Owens was convicted of killing Irene Graves in 1999. Prosecutors claim he fired a shot into the head of the single mother of three who worked three jobs when she stated she couldn’t unlock the store’s safe.

But another murder looms over his case: following his conviction, but before being sentenced in Graves’ death, Owens fatally stabbed a fellow jail inmate, Christopher Lee.

According to an investigator’s written statement, Owens gave a lengthy confession about how he stabbed Lee, burned his eyes, choked and stomped him before claiming he did it “because I was wrongly convicted of murder.”

That confession was read to each juror and judge, who ultimately sentenced Owens to death. Owens had two distinct death convictions reversed on appeal, yet he ended up back on death row.

Owens was charged with murder for Lee’s death but was never tried. Prosecutors dismissed the charges, with the option to reinstate them in 2019, about the time Owens ran out of ordinary appeals.

Owens could be the first of many inmates to die in South Carolina’s death chamber at Broad River Correctional Institution. Five additional inmates have exhausted their appeals, and the South Carolina Supreme Court has paved the way for an execution every five weeks.

South Carolina originally attempted to reinstate executions using the firing squad after its supply of lethal injection medications ran out and no company was prepared to openly sell them anymore. However, in order to reopen the death chamber, the state passed a shield law that kept the drug supplier and much of the execution protocol secret.

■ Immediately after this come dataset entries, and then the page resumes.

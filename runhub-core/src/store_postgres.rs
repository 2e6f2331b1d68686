use crate::events::RunEvent;
use crate::store::{RunPatch, RunStore};
use crate::types::*;
use anyhow::{anyhow, Context, Result};
use async_trait::async_trait;
use serde::de::DeserializeOwned;
use serde::Serialize;
use sqlx::postgres::PgRow;
use sqlx::{QueryBuilder, Row};
use uuid::Uuid;

/// Serialize an enum to its TEXT column form (the serde string name).
fn to_text<T: Serialize>(value: &T) -> Result<String> {
    match serde_json::to_value(value)? {
        serde_json::Value::String(s) => Ok(s),
        other => Err(anyhow!("expected string-serializable enum, got {other}")),
    }
}

/// Parse a TEXT column back into its enum.
fn from_text<T: DeserializeOwned>(text: String) -> Result<T> {
    serde_json::from_value(serde_json::Value::String(text)).map_err(Into::into)
}

fn run_from_row(row: &PgRow) -> Result<Run> {
    let priority_rank: i16 = row.get("priority");
    Ok(Run {
        id: row.get("id"),
        tenant_id: row.get("tenant_id"),
        bot_id: row.get("bot_id"),
        bot_version_id: row.get("bot_version_id"),
        plan_hash: row.get("plan_hash"),
        status: from_text(row.get("status"))?,
        priority: Priority::from_rank(priority_rank)
            .ok_or_else(|| anyhow!("invalid priority rank {priority_rank}"))?,
        trigger_type: from_text(row.get("trigger_type"))?,
        triggered_by: row.get("triggered_by"),
        parent_run_id: row.get("parent_run_id"),
        root_run_id: row.get("root_run_id"),
        depth: row.get::<i16, _>("depth") as u16,
        inputs: row.get("inputs"),
        outputs: row.get("outputs"),
        runner_id: row.get("runner_id"),
        selector: serde_json::from_value(row.get("selector")).context("selector")?,
        timeout_seconds: row.get::<i32, _>("timeout_seconds") as u32,
        timeout_at: row.get("timeout_at"),
        retry: serde_json::from_value(row.get("retry")).context("retry policy")?,
        retry_count: row.get::<i32, _>("retry_count") as u32,
        next_retry_at: row.get("next_retry_at"),
        retry_history: serde_json::from_value(row.get("retry_history")).context("retry history")?,
        created_at: row.get("created_at"),
        queued_at: row.get("queued_at"),
        leased_at: row.get("leased_at"),
        started_at: row.get("started_at"),
        completed_at: row.get("completed_at"),
        queue_duration_ms: row.get("queue_duration_ms"),
        error_code: row.get("error_code"),
        error_message: row.get("error_message"),
        cancel_reason: row.get("cancel_reason"),
        hitl_config: row
            .get::<Option<serde_json::Value>, _>("hitl_config")
            .map(serde_json::from_value)
            .transpose()
            .context("hitl config")?,
        active_hitl_id: row.get("active_hitl_id"),
        requires_approval: row.get("requires_approval"),
        tags: serde_json::from_value(row.get("tags")).context("tags")?,
        labels: serde_json::from_value(row.get("labels")).context("labels")?,
        counters: RunCounters {
            total_steps: row.get::<i32, _>("total_steps") as u32,
            completed_steps: row.get::<i32, _>("completed_steps") as u32,
            failed_steps: row.get::<i32, _>("failed_steps") as u32,
            progress_pct: row.get::<i16, _>("progress_pct") as u8,
            memory_peak_mb: row.get::<i32, _>("memory_peak_mb") as u32,
            current_node_id: row.get("current_node_id"),
        },
    })
}

fn event_from_row(row: &PgRow) -> Result<RunEvent> {
    Ok(RunEvent {
        id: row.get("id"),
        run_id: row.get("run_id"),
        tenant_id: row.get("tenant_id"),
        seq: row.get::<i64, _>("seq") as u64,
        kind: from_text(row.get("kind"))?,
        severity: from_text(row.get("severity"))?,
        step_id: row.get("step_id"),
        node_id: row.get("node_id"),
        payload: row.get("payload"),
        timestamp: row.get("timestamp"),
    })
}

To carry out executions, the state went from a three-drug technique to a new regimen that only used the sedative pentobarbital. State prison authorities say the new technique is identical to how the federal government executes inmates.

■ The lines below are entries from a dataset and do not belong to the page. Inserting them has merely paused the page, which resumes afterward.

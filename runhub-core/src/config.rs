use serde::{Deserialize, Serialize};

/// Engine-wide defaults and quota limits. Zero means "unlimited" for the
/// quota fields.
#[derive(Clone, Debug, Serialize, Deserialize)]
#[serde(rename_all = "camelCase", default)]
pub struct CoreConfig {
    /// Max non-terminal runs per tenant at any instant.
    pub max_concurrent_runs: u64,
    /// Max runs created per tenant in a rolling 30-day window.
    pub max_monthly_runs: u64,
    pub default_timeout_seconds: u32,
    /// Rows processed per tick pass before carrying over.
    pub tick_batch_size: usize,
    pub tick_interval_seconds: u64,
    pub tick_lease_ttl_seconds: u64,
    /// Heartbeats older than this mark a persisted runner OFFLINE.
    pub runner_stale_seconds: u64,
    /// Silent sessions older than this are force-disconnected.
    pub session_dead_seconds: u64,
    /// Runner auth handshake deadline.
    pub handshake_timeout_seconds: u64,
}

impl Default for CoreConfig {
    fn default() -> Self {
        Self {
            max_concurrent_runs: 100,
            max_monthly_runs: 0,
            default_timeout_seconds: 3600,
            tick_batch_size: 1000,
            tick_interval_seconds: 5,
            tick_lease_ttl_seconds: 15,
            runner_stale_seconds: 60,
            session_dead_seconds: 90,
            handshake_timeout_seconds: 10,
        }
    }
}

South Carolina law enables sentenced criminals to choose between lethal injection, a new firing squad, or the electric chair, which was established in 1912. Owens permitted his lawyer to decide how he died, stating that if he chose, he would be a party to his own death, and that his Christian convictions oppose suicide.

South Carolina’s last execution occurred in May 2011. It took a decade of legislative struggle — first introducing the firing squad as a technique, then adopting a shield statute — to reintroduce death punishment.

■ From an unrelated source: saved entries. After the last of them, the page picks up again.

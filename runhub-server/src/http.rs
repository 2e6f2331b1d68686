use axum::extract::{Path, Query, State};
use axum::http::{HeaderMap, StatusCode};
use axum::response::sse::{Event, KeepAlive, Sse};
use axum::response::{IntoResponse, Response};
use axum::routing::{get, post};
use axum::{Json, Router};
use futures::Stream;
use runhub_core::bus::{run_topic, EventBus, Subscription, RUNNERS_TOPIC};
use runhub_core::config::CoreConfig;
use runhub_core::engine::{HitlDecision, LifecycleEngine, RegisterRunnerSpec};
use runhub_core::error::CoreError;
use runhub_core::registry::RunnerRegistry;
use runhub_core::store::RunStore;
use runhub_core::types::*;
use serde::Deserialize;
use serde_json::{json, Value};
use std::sync::Arc;
use std::time::Duration;
use tower_http::cors::CorsLayer;
use tower_http::trace::TraceLayer;
use uuid::Uuid;

/// Shared handles every route and gateway session needs.
#[derive(Clone)]
pub struct AppState {
    pub engine: Arc<LifecycleEngine>,
    pub store: Arc<dyn RunStore>,
    pub bus: Arc<EventBus>,
    pub registry: Arc<RunnerRegistry>,
    pub config: CoreConfig,
}

/// Control API router. Tenant and actor identity arrive via headers stamped
/// by the external auth middleware; the handlers parse them defensively.
pub fn app(state: AppState) -> Router {
    Router::new()
        .route("/health", get(health))
        .route("/v1/runs", get(list_runs).post(create_run))
        .route("/v1/runs/{id}", get(get_run))
        .route("/v1/runs/{id}/cancel", post(cancel_run))
        .route("/v1/runs/{id}/pause", post(pause_run))
        .route("/v1/runs/{id}/resume", post(resume_run))
        .route("/v1/runs/{id}/retry", post(retry_run))
        .route("/v1/runs/{id}/events", get(get_events))
        .route("/v1/runs/{id}/logs", get(get_logs))
        .route("/v1/runs/{id}/stream", get(stream_run))
        .route("/v1/hitl", get(list_hitl))
        .route("/v1/hitl/{id}/action", post(process_hitl_action))
        .route("/v1/runners", get(list_runners).post(register_runner))
        .route("/v1/runners/stream", get(stream_runners))
        .route("/ws/runner", get(crate::gateway::runner_ws))
        .layer(TraceLayer::new_for_http())
        .layer(CorsLayer::permissive())
        .with_state(state)
}

// ─── Error mapping ────────────────────────────────────────────

pub struct ApiError(CoreError);

impl From<CoreError> for ApiError {
    fn from(err: CoreError) -> Self {
        Self(err)
    }
}

impl IntoResponse for ApiError {
    fn into_response(self) -> Response {
        let status = match &self.0 {
            CoreError::NotFound(_) => StatusCode::NOT_FOUND,
            CoreError::QuotaExceeded(_) => StatusCode::TOO_MANY_REQUESTS,
            CoreError::BotNotCompiled(_) => StatusCode::CONFLICT,
            CoreError::DepthExceeded { .. } | CoreError::Validation(_) => StatusCode::BAD_REQUEST,
            CoreError::IllegalState { .. }
            | CoreError::NotRetriable(_)
            | CoreError::AlreadyResolved(_) => StatusCode::CONFLICT,
            CoreError::ActionNotAllowed(_) => StatusCode::UNPROCESSABLE_ENTITY,
            CoreError::Forbidden(_) => StatusCode::FORBIDDEN,
            CoreError::Protocol(_) => StatusCode::BAD_REQUEST,
            CoreError::Transient(_) => StatusCode::SERVICE_UNAVAILABLE,
            CoreError::Storage(_) => StatusCode::INTERNAL_SERVER_ERROR,
        };
        if !self.0.is_client_error() {
            tracing::error!(error = %self.0, "request failed");
        }
        let body = json!({
            "error": { "code": self.0.code(), "message": self.0.to_string() }
        });
        (status, Json(body)).into_response()
    }
}

type ApiResult<T> = Result<T, ApiError>;

/// Parse the tenant/actor context stamped by the auth middleware.
fn request_ctx(headers: &HeaderMap) -> ApiResult<RequestContext> {
    let tenant = headers
        .get("x-tenant-id")
        .and_then(|v| v.to_str().ok())
        .and_then(|v| Uuid::parse_str(v).ok())
        .ok_or_else(|| CoreError::Validation("missing or invalid x-tenant-id header".into()))?;
    let actor = headers
        .get("x-actor-id")
        .and_then(|v| v.to_str().ok())
        .unwrap_or("anonymous")
        .to_string();
    Ok(RequestContext::new(tenant, actor))
}

// ─── Handlers ─────────────────────────────────────────────────

async fn health(State(state): State<AppState>) -> Json<Value> {
    Json(json!({
        "status": "ok",
        "connectedRunners": state.registry.connected_count(),
        "droppedBusEvents": state.bus.dropped_events(),
    }))
}

async fn create_run(
    State(state): State<AppState>,
    headers: HeaderMap,
    Json(spec): Json<RunSpec>,
) -> ApiResult<(StatusCode, Json<Run>)> {
    let ctx = request_ctx(&headers)?;
    let run = state.engine.create(&ctx, spec).await?;
    Ok((StatusCode::CREATED, Json(run)))
}

async fn list_runs(
    State(state): State<AppState>,
    headers: HeaderMap,
    Query(filter): Query<RunFilter>,
) -> ApiResult<Json<Value>> {
    let ctx = request_ctx(&headers)?;
    let page = state.engine.list_runs(&ctx, filter).await?;
    Ok(Json(json!({ "runs": page.items, "total": page.total })))
}

async fn get_run(
    State(state): State<AppState>,
    headers: HeaderMap,
    Path(id): Path<Uuid>,
) -> ApiResult<Json<RunDetail>> {
    let ctx = request_ctx(&headers)?;
    Ok(Json(state.engine.get_run(&ctx, id).await?))
}

#[derive(Debug, Default, Deserialize)]
#[serde(rename_all = "camelCase", default)]
struct CancelBody {
    reason: Option<String>,
    cascade_children: bool,
}

async fn cancel_run(
    State(state): State<AppState>,
    headers: HeaderMap,
    Path(id): Path<Uuid>,
    body: Option<Json<CancelBody>>,
) -> ApiResult<Json<Run>> {
    let ctx = request_ctx(&headers)?;
    // Tenant scoping before mutating.
    state.engine.get_run(&ctx, id).await?;
    let Json(body) = body.unwrap_or_default();
    let run = state
        .engine
        .cancel(id, &ctx.actor_id, body.reason, body.cascade_children)
        .await?;
    Ok(Json(run))
}

#[derive(Debug, Default, Deserialize)]
#[serde(rename_all = "camelCase", default)]
struct PauseBody {
    reason: Option<String>,
}

async fn pause_run(
    State(state): State<AppState>,
    headers: HeaderMap,
    Path(id): Path<Uuid>,
    body: Option<Json<PauseBody>>,
) -> ApiResult<Json<Run>> {
    let ctx = request_ctx(&headers)?;
    state.engine.get_run(&ctx, id).await?;
    let Json(body) = body.unwrap_or_default();
    Ok(Json(state.engine.pause(id, &ctx.actor_id, body.reason).await?))
}

async fn resume_run(
    State(state): State<AppState>,
    headers: HeaderMap,
    Path(id): Path<Uuid>,
) -> ApiResult<Json<Run>> {
    let ctx = request_ctx(&headers)?;
    state.engine.get_run(&ctx, id).await?;
    Ok(Json(state.engine.resume(id, &ctx.actor_id).await?))
}

#[derive(Debug, Default, Deserialize)]
#[serde(rename_all = "camelCase", default)]
struct RetryBody {
    inputs: Option<Value>,
}

async fn retry_run(
    State(state): State<AppState>,
    headers: HeaderMap,
    Path(id): Path<Uuid>,
    body: Option<Json<RetryBody>>,
) -> ApiResult<(StatusCode, Json<Run>)> {
    let ctx = request_ctx(&headers)?;
    let Json(body) = body.unwrap_or_default();
    let run = state.engine.retry_run(&ctx, id, body.inputs).await?;
    Ok((StatusCode::CREATED, Json(run)))
}

async fn get_events(
    State(state): State<AppState>,
    headers: HeaderMap,
    Path(id): Path<Uuid>,
    Query(filter): Query<EventFilter>,
) -> ApiResult<Json<Value>> {
    let ctx = request_ctx(&headers)?;
    let page = state.engine.list_events(&ctx, id, filter).await?;
    Ok(Json(json!({ "events": page.items, "total": page.total })))
}

async fn get_logs(
    State(state): State<AppState>,
    headers: HeaderMap,
    Path(id): Path<Uuid>,
    Query(filter): Query<LogFilter>,
) -> ApiResult<Json<Value>> {
    let ctx = request_ctx(&headers)?;
    let page = state.engine.list_logs(&ctx, id, filter).await?;
    Ok(Json(json!({ "logs": page.items, "total": page.total })))
}

/// Subscription → SSE adapter. Lag is tolerated: the store keeps the
/// canonical record, this stream is live telemetry.
fn sse_stream(sub: Subscription) -> impl Stream<Item = Result<Event, std::convert::Infallible>> {
    futures::stream::unfold(sub, |mut sub| async move {
        let event = sub.recv().await?;
        let payload = serde_json::to_string(&event).unwrap_or_default();
        Some((Ok(Event::default().data(payload)), sub))
    })
}

async fn stream_run(
    State(state): State<AppState>,
    headers: HeaderMap,
    Path(id): Path<Uuid>,
) -> ApiResult<Sse<impl Stream<Item = Result<Event, std::convert::Infallible>>>> {
    let ctx = request_ctx(&headers)?;
    state.engine.get_run(&ctx, id).await?;
    let sub = state.bus.subscribe(&run_topic(id));
    Ok(Sse::new(sse_stream(sub)).keep_alive(KeepAlive::new().interval(Duration::from_secs(10))))
}

async fn stream_runners(
    State(state): State<AppState>,
    headers: HeaderMap,
) -> ApiResult<Sse<impl Stream<Item = Result<Event, std::convert::Infallible>>>> {
    request_ctx(&headers)?;
    let sub = state.bus.subscribe(RUNNERS_TOPIC);
    Ok(Sse::new(sse_stream(sub)).keep_alive(KeepAlive::new().interval(Duration::from_secs(10))))
}

async fn list_hitl(
    State(state): State<AppState>,
    headers: HeaderMap,
    Query(filter): Query<HitlFilter>,
) -> ApiResult<Json<Value>> {
    let ctx = request_ctx(&headers)?;
    let page = state.engine.list_hitl(&ctx, filter).await?;
    Ok(Json(json!({ "requests": page.items, "total": page.total })))
}

#[derive(Debug, Deserialize)]
#[serde(rename_all = "camelCase")]
struct HitlActionBody {
    action: HitlAction,
    #[serde(default)]
    comments: Option<String>,
    #[serde(default)]
    modified_data: Option<Value>,
    #[serde(default)]
    escalate_to: Option<String>,
}

async fn process_hitl_action(
    State(state): State<AppState>,
    headers: HeaderMap,
    Path(id): Path<Uuid>,
    Json(body): Json<HitlActionBody>,
) -> ApiResult<Json<HitlRequest>> {
    let ctx = request_ctx(&headers)?;
    let request = state
        .engine
        .resolve_hitl(
            id,
            &ctx,
            HitlDecision {
                action: body.action,
                comments: body.comments,
                modified_data: body.modified_data,
                escalate_to: body.escalate_to,
            },
        )
        .await?;
    Ok(Json(request))
}

async fn register_runner(
    State(state): State<AppState>,
    headers: HeaderMap,
    Json(spec): Json<RegisterRunnerSpec>,
) -> ApiResult<(StatusCode, Json<Value>)> {
    let ctx = request_ctx(&headers)?;
    let (runner, api_key) = state.engine.register_runner(&ctx, spec).await?;
    // The plaintext key appears in this response and nowhere else.
    Ok((
        StatusCode::CREATED,
        Json(json!({ "runner": runner, "apiKey": api_key })),
    ))
}

async fn list_runners(
    State(state): State<AppState>,
    headers: HeaderMap,
) -> ApiResult<Json<Value>> {
    let ctx = request_ctx(&headers)?;
    let runners = state.engine.list_runners(&ctx).await?;
    let runners: Vec<Value> = runners
        .into_iter()
        .map(|r| {
            let connected = state.registry.is_connected(r.id);
            let mut value = serde_json::to_value(&r).unwrap_or(Value::Null);
            if let Value::Object(ref mut map) = value {
                map.insert("connected".to_string(), Value::Bool(connected));
                map.insert(
                    "currentJobs".to_string(),
                    Value::from(state.registry.job_count(r.id)),
                );
            }
            value
        })
        .collect();
    let total = runners.len();
    Ok(Json(json!({ "runners": runners, "total": total })))
}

South Carolina has executed 43 prisoners since the death penalty was reinstated in the United States in 1976. In the early 2000s, it carried out an average of three executions per year. Only nine states have executed more convicts.

However, since the inadvertent execution stop, South Carolina’s death row population has decreased. As of early 2011, the state has 63 condemned inmates. It had 32 when Friday began. Following successful appeals, around 20 convicts were removed from death row and sentenced to various jail terms. Others have perished from natural causes.

In his final appeal, Owens’ counsel claimed that prosecutors never produced scientific evidence that Owens pulled the trigger when Graves was killed, and that the primary evidence against him was a co-defendant who pleaded guilty and stated that Owens was the killer.

Owens’ attorneys obtained a sworn declaration from Steven Golden two days before the execution, stating that Owens was not in the business, contradicting his trial testimony. Prosecutors claimed Owens’ other buddies and previous girlfriend testified that he brags about killing the clerk.

Owens’ lawyers also claimed that he was just 19 years old at the time of the homicide and had suffered brain damage as a result of physical and sexual violence while in a juvenile prison.